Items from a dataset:

= = = = =

// SPDX-License-Identifier: BUSL-1.1
// Copyright (c) 2026 Alfred Jean LLC

//! Message-bus adapters: the spider-log consumer and the scoring-log
//! producer. Concrete drivers (Kafka, SQS, whatever) live outside this
//! crate; only the trait boundary is defined here.

#[cfg(any(test, feature = "test-support"))]
mod fake;
#[cfg(any(test, feature = "test-support"))]
pub use fake::{ConsumerCall, FakeConsumer, FakeProducer, ProducerCall};

mod stdio;
pub use stdio::{StdioConsumer, StdioProducer};

use async_trait::async_trait;
use std::time::Duration;
use thiserror::Error;

/// Errors from bus operations. Per spec §7, these propagate out of the
/// task that hit them — the scheduler logs and restarts, it does not crash
/// the worker.
#[derive(Debug, Error)]
pub enum BusError {
    #[error("consumer error: {0}")]
    Consume(String),
    #[error("producer error: {0}")]
    Produce(String),
    #[error("bus closed")]
    Closed,
}

/// A single raw message pulled from the spider log, not yet decoded.
#[derive(Debug, Clone, PartialEq, Eq)]
pub struct RawMessage {
    pub partition: i32,
    pub offset: i64,
    pub payload: Vec<u8>,
}

/// Consumes the spider log for one partition. Implementations own offset
/// commit policy — the core never commits explicitly (spec §4.3).
#[async_trait]
pub trait MessageBusConsumer: Send + Sync + 'static {
    /// Pull up to `count` messages, waiting at most `timeout` for the
    /// first one. Returns fewer than `count` (including zero) if the
    /// timeout elapses first.
    async fn get_messages(
        &self,
        count: usize,
        timeout: Duration,
    ) -> Result<Vec<RawMessage>, BusError>;

    async fn close(&self) -> Result<(), BusError>;
}

/// Produces onto the scoring log. No routing key is ever used (spec §4.2,
/// §6.3).
#[async_trait]
pub trait MessageBusProducer: Send + Sync + 'static {
    async fn send(&self, payload: Vec<u8>) -> Result<(), BusError>;

    /// Named synchronization point; the default emitter treats this as a
    /// no-op (spec §9) but a buffered producer may flush here.
    async fn flush(&self) -> Result<(), BusError>;

    async fn close(&self) -> Result<(), BusError>;
}

#[cfg(test)]
#[path = "mod_tests.rs"]
mod tests;
// SPDX-License-Identifier: BUSL-1.1
// Copyright (c) 2026 Alfred Jean LLC

use super::*;
use sw_core::{Request, Response};

#[tokio::test]
async fn every_handler_succeeds_and_never_finishes() {
    let strategy = NoopStrategy;
    let req = Request::new(b"fp".to_vec(), "https://example.com");

    strategy.add_seeds(&[req.clone()]).await.unwrap();
    strategy
        .page_crawled(&Response { request: req.clone(), status_code: 200, body: Vec::new() })
        .await
        .unwrap();
    strategy.links_extracted(&req, &[]).await.unwrap();
    strategy.page_error(&req, "boom").await.unwrap();

    assert!(!strategy.finished());
    strategy.close().await.unwrap();
}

= = = = =

▶ **Instructions for the task**
Return the entries above exactly as they were written.

▶ **Answer to the problem**
// SPDX-License-Identifier: BUSL-1.1
// Copyright (c) 2026 Alfred Jean LLC

//! Message-bus adapters: the spider-log consumer and the scoring-log
//! producer. Concrete drivers (Kafka, SQS, whatever) live outside this
//! crate; only the trait boundary is defined here.

#[cfg(any(test, feature = "test-support"))]
mod fake;
#[cfg(any(test, feature = "test-support"))]
pub use fake::{ConsumerCall, FakeConsumer, FakeProducer, ProducerCall};

mod stdio;
pub use stdio::{StdioConsumer, StdioProducer};

use async_trait::async_trait;
use std::time::Duration;
use thiserror::Error;

/// Errors from bus operations. Per spec §7, these propagate out of the
/// task that hit them — the scheduler logs and restarts, it does not crash
/// the worker.
#[derive(Debug, Error)]
pub enum BusError {
    #[error("consumer error: {0}")]
    Consume(String),
    #[error("producer error: {0}")]
    Produce(String),
    #[error("bus closed")]
    Closed,
}

/// A single raw message pulled from the spider log, not yet decoded.
#[derive(Debug, Clone, PartialEq, Eq)]
pub struct RawMessage {
    pub partition: i32,
    pub offset: i64,
    pub payload: Vec<u8>,
}

/// Consumes the spider log for one partition. Implementations own offset
/// commit policy — the core never commits explicitly (spec §4.3).
#[async_trait]
pub trait MessageBusConsumer: Send + Sync + 'static {
    /// Pull up to `count` messages, waiting at most `timeout` for the
    /// first one. Returns fewer than `count` (including zero) if the
    /// timeout elapses first.
    async fn get_messages(
        &self,
        count: usize,
        timeout: Duration,
    ) -> Result<Vec<RawMessage>, BusError>;

    async fn close(&self) -> Result<(), BusError>;
}

/// Produces onto the scoring log. No routing key is ever used (spec §4.2,
/// §6.3).
#[async_trait]
pub trait MessageBusProducer: Send + Sync + 'static {
    async fn send(&self, payload: Vec<u8>) -> Result<(), BusError>;

    /// Named synchronization point; the default emitter treats this as a
    /// no-op (spec §9) but a buffered producer may flush here.
    async fn flush(&self) -> Result<(), BusError>;

    async fn close(&self) -> Result<(), BusError>;
}

#[cfg(test)]
#[path = "mod_tests.rs"]
mod tests;
// SPDX-License-Identifier: BUSL-1.1
// Copyright (c) 2026 Alfred Jean LLC

use super::*;
use sw_core::{Request, Response};

#[tokio::test]
async fn every_handler_succeeds_and_never_finishes() {
    let strategy = NoopStrategy;
    let req = Request::new(b"fp".to_vec(), "https://example.com");

    strategy.add_seeds(&[req.clone()]).await.unwrap();
    strategy
        .page_crawled(&Response { request: req.clone(), status_code: 200, body: Vec::new() })
        .await
        .unwrap();
    strategy.links_extracted(&req, &[]).await.unwrap();
    strategy.page_error(&req, "boom").await.unwrap();

    assert!(!strategy.finished());
    strategy.close().await.unwrap();
}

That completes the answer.